September 20, 2011

Edward Bernays; The First Spinner

Who's your daddy PR? Who is it? Edward Bernays! Yeah!
A brief look at one of the key figures who shaped what we know as modern Public Relations - Edward Louis Bernays. Not only will this post give you a bit of knowledge of Bernays, it will link you up with two fantastic CreComm students, Chantal Verrier and Corinne Rikkleman for parts two and three of the history lesson.

Credited as being the father of modern public relations, Austrian-American Edward Louis Bernays was born in 1891. The double nephew of psychoanalysis pioneer Sigmund Freud, he combined the emerging field of psychology with advertising to create persuasive, targeted “public relations” campaigns on behalf of his clients.

Bernays' father was the brother of Freud's wife. Bernays' mother was Freud's sister.
You can bet that came up in therapy.
Bernays had been engaged by the Woodrow Wilson administration’s Committee on Public Information, tasked with convincing the world that America’s primary goal in World War I was “bringing democracy to all of Europe.” Drawing on the teachings of his famous uncle, as well as the crowd psychology studies of Gustave LeBon and Wilfred Trotter, the “democracy” campaign succeeded beyond Bernays’ expectations. He pondered the application of his technique during peacetime, believing the public to be a “herd” in need of guidance; rather than use the term propaganda, now tainted by its association with the German war effort, Bernays coined the term “public relations.”

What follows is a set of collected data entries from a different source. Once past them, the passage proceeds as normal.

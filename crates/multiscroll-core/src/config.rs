use serde::{Deserialize, Serialize};
use std::path::{Path, PathBuf};

#[derive(Debug, Clone, Default, Serialize, Deserialize)]
pub struct AppConfig {
    #[serde(default)]
    pub general: GeneralConfig,
    #[serde(default)]
    pub sync: SyncConfig,
    #[serde(default)]
    pub ui: UiConfig,
}

#[derive(Debug, Clone, Serialize, Deserialize)]
pub struct GeneralConfig {
    /// Data directory path (log files live here)
    #[serde(default = "default_data_dir")]
    pub data_dir: PathBuf,
    /// Log level
    #[serde(default = "default_log_level")]
    pub log_level: String,
}

impl Default for GeneralConfig {
    fn default() -> Self {
        Self {
            data_dir: default_data_dir(),
            log_level: default_log_level(),
        }
    }
}

/// Scroll axis shared by every list in a synchronized group
#[derive(Debug, Clone, Copy, Default, PartialEq, Eq, Hash, Serialize, Deserialize)]
#[serde(rename_all = "snake_case")]
pub enum Orientation {
    #[default]
    Horizontal,
    Vertical,
}

/// Strategy used to answer "how wide is item N along the scroll axis"
#[derive(Debug, Clone, Copy, Default, PartialEq, Eq, Serialize, Deserialize)]
#[serde(rename_all = "snake_case")]
pub enum CellSizerKind {
    /// Every item has the same configured size
    Fixed,
    /// Sizes are measured from children as lists lay them out
    #[default]
    Dynamic,
}

#[derive(Debug, Clone, Serialize, Deserialize)]
pub struct CellSizerConfig {
    #[serde(default)]
    pub kind: CellSizerKind,
    /// Item size in pixels for the fixed sizer (0 = unknown)
    #[serde(default)]
    pub size: u32,
}

impl Default for CellSizerConfig {
    fn default() -> Self {
        Self {
            kind: CellSizerKind::default(),
            size: 0,
        }
    }
}

#[derive(Debug, Clone, Default, Serialize, Deserialize)]
pub struct SyncConfig {
    /// Scroll axis for the group
    #[serde(default)]
    pub orientation: Orientation,
    /// Cell size oracle
    #[serde(default)]
    pub cell_sizer: CellSizerConfig,
}

/// Easing curve applied to fling deceleration
#[derive(Debug, Clone, Copy, Default, PartialEq, Eq, Serialize, Deserialize)]
#[serde(rename_all = "snake_case")]
pub enum EasingType {
    /// Jump straight to the end of the fling
    None,
    Linear,
    #[default]
    Cubic,
    Quintic,
    /// Exponential ease-out
    EaseOut,
}

#[derive(Debug, Clone, Serialize, Deserialize)]
pub struct FlingConfig {
    /// Release with velocity keeps the list moving
    #[serde(default = "default_true")]
    pub enabled: bool,
    /// How long a fling takes to come to rest
    #[serde(default = "default_fling_duration")]
    pub duration_ms: u64,
    #[serde(default)]
    pub easing: EasingType,
    /// Frame rate while a fling is running
    #[serde(default = "default_animation_fps")]
    pub animation_fps: u32,
}

impl Default for FlingConfig {
    fn default() -> Self {
        Self {
            enabled: default_true(),
            duration_ms: default_fling_duration(),
            easing: EasingType::default(),
            animation_fps: default_animation_fps(),
        }
    }
}

#[derive(Debug, Clone, Serialize, Deserialize)]
pub struct TableConfig {
    /// Number of synchronized rows
    #[serde(default = "default_rows")]
    pub rows: usize,
    /// Number of cells per row
    #[serde(default = "default_columns")]
    pub columns: usize,
    /// Base cell width in terminal columns
    #[serde(default = "default_cell_width")]
    pub cell_width: u32,
    /// Give every column its own width (exercises the dynamic sizer)
    #[serde(default = "default_true")]
    pub variable_widths: bool,
}

impl Default for TableConfig {
    fn default() -> Self {
        Self {
            rows: default_rows(),
            columns: default_columns(),
            cell_width: default_cell_width(),
            variable_widths: default_true(),
        }
    }
}

#[derive(Debug, Clone, Serialize, Deserialize)]
pub struct UiConfig {
    /// Tick rate in milliseconds
    #[serde(default = "default_tick_rate")]
    pub tick_rate_ms: u64,
    #[serde(default)]
    pub fling: FlingConfig,
    #[serde(default)]
    pub table: TableConfig,
}

impl Default for UiConfig {
    fn default() -> Self {
        Self {
            tick_rate_ms: default_tick_rate(),
            fling: FlingConfig::default(),
            table: TableConfig::default(),
        }
    }
}

fn default_data_dir() -> PathBuf {
    dirs::data_local_dir()
        .unwrap_or_else(|| PathBuf::from("."))
        .join("multiscroll")
}

fn default_log_level() -> String {
    "info".to_string()
}

fn default_true() -> bool {
    true
}

fn default_fling_duration() -> u64 {
    600
}

fn default_animation_fps() -> u32 {
    60
}

fn default_tick_rate() -> u64 {
    100
}

fn default_rows() -> usize {
    6
}

fn default_columns() -> usize {
    40
}

fn default_cell_width() -> u32 {
    10
}

/// Expand tilde (~) in path to user's home directory
fn expand_tilde(path: &Path) -> PathBuf {
    if let Some(path_str) = path.to_str() {
        if let Some(stripped) = path_str.strip_prefix("~/") {
            if let Some(home) = dirs::home_dir() {
                return home.join(stripped);
            }
        } else if path_str == "~" {
            if let Some(home) = dirs::home_dir() {
                return home;
            }
        }
    }
    path.to_path_buf()
}

impl AppConfig {
    /// Load configuration from the default path or return defaults
    pub fn load() -> crate::Result<Self> {
        Self::load_from(&Self::config_path())
    }

    /// Load configuration from an explicit path, falling back to defaults
    /// when the file does not exist
    pub fn load_from(path: &Path) -> crate::Result<Self> {
        if path.exists() {
            let content = std::fs::read_to_string(path)?;
            Self::from_toml(&content)
        } else {
            Ok(Self::default())
        }
    }

    pub fn from_toml(content: &str) -> crate::Result<Self> {
        toml::from_str(content).map_err(|e| crate::Error::Config(e.to_string()))
    }

    /// Save configuration to file
    pub fn save(&self) -> crate::Result<()> {
        self.save_to(&Self::config_path())
    }

    pub fn save_to(&self, config_path: &Path) -> crate::Result<()> {
        if let Some(parent) = config_path.parent() {
            std::fs::create_dir_all(parent)?;
        }

        std::fs::write(config_path, self.to_toml()?)?;

        Ok(())
    }

    pub fn to_toml(&self) -> crate::Result<String> {
        toml::to_string_pretty(self).map_err(|e| crate::Error::Config(e.to_string()))
    }

    /// Get the configuration file path
    /// Always uses ~/.config/multiscroll/config.toml on all platforms
    pub fn config_path() -> PathBuf {
        dirs::home_dir()
            .unwrap_or_else(|| PathBuf::from("."))
            .join(".config")
            .join("multiscroll")
            .join("config.toml")
    }

    /// Get the log file path used while the terminal UI owns stdout
    pub fn log_path(&self) -> PathBuf {
        self.data_dir().join("multiscroll.log")
    }

    /// Get the data directory (with tilde expansion)
    pub fn data_dir(&self) -> PathBuf {
        expand_tilde(&self.general.data_dir)
    }
}
use ratatui::{
    layout::Rect,
    style::Style,
    text::{Line, Span},
    widgets::Paragraph,
    Frame,
};
use unicode_width::UnicodeWidthStr;

use crate::app::App;

pub struct StatusBarWidget;

impl StatusBarWidget {
    pub fn render(frame: &mut Frame, area: Rect, app: &App) {
        let theme = &app.theme;

        let driver = match app.scroller.active_driver() {
            Some(id) => id.to_string(),
            None => "-".to_string(),
        };
        let anchor = match app.anchor() {
            Some(anchor) => format!("{}+{}", anchor.position, anchor.offset),
            None => "?".to_string(),
        };
        let mode_str = if app.needs_fast_update() { "FLING" } else { "IDLE" };

        let status_text = if let Some(msg) = &app.status_message {
            format!(" {}", msg)
        } else {
            format!(
                " {} | driver {} | anchor {} | scroll_by {}",
                mode_str,
                driver,
                anchor,
                app.host.stats().scroll_by_calls
            )
        };

        let help_hint = " q:quit j/k:row h/l:drag H/L:fling t:touch d:detach a:add c:clear ";
        let padding_len = (area.width as usize)
            .saturating_sub(status_text.width() + help_hint.width());

        let line = Line::from(vec![
            Span::styled(status_text, Style::default().fg(theme.fg0).bg(theme.bg2)),
            Span::styled(" ".repeat(padding_len), Style::default().bg(theme.bg2)),
            Span::styled(help_hint, Style::default().fg(theme.grey2).bg(theme.bg2)),
        ]);

        frame.render_widget(Paragraph::new(line), area);
    }
}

Bernays was the originator of the Press Release (staging scripted events for the benefit of free media coverage) and Third Party Advocacy (obtaining unpaid product endorsement from community leaders and professionals). His notable campaigns include convincing magazines to write articles promoting ballet as fun (on behalf of the 1915 Diaghilev’s Ballet Russes American tour), promoting the idea of African-Americans as important community contributors in the deeply racist southern states (for the NAACP’s 1920 Atlanta Convention), holding soap-carving and soap-floating contests (for Ivory Soap), promoting the idea that only disposable cups were sanitary (on behalf of Dixie Cup) and branding democratically elected Guatemalan President Jacobo Arbenz Guzman a dangerous communist (on behalf of United Fruit Company’s efforts to overthrow that leader).

Part Two - The Torches of Freedom Campaign
Part Three - The Green Ball Campaign


  1. You know, with such a luxurious mustache - it's a wonder that Bernays has no eyebrows. Am I the only one to notice that?

  2. Clearly an eyebrow to nasal septum transplant.

  3. Edward L. Bernays: Real Man of Genius.

  4. Announcer: Today we salute you Mister Father of Modern Public Relations

    (Singer: MisterFatherofModernPublicRel-aaaations)

    Announcer: Before anyone knew what spin was, you'd already gotten it a celebrity endorsement. You spread good news and united the people - the stupid, gullible, sheep-like people.

    (Singer: Baa baa baa)

    So what if you staged events and twisted the truth? Even the earth occasionally spins.

    (Singer: Planet PR)

    So crack open an ice-cold one, oh Prince of the Press Release. Because you can't spell "belief" without sneaking in a little lie.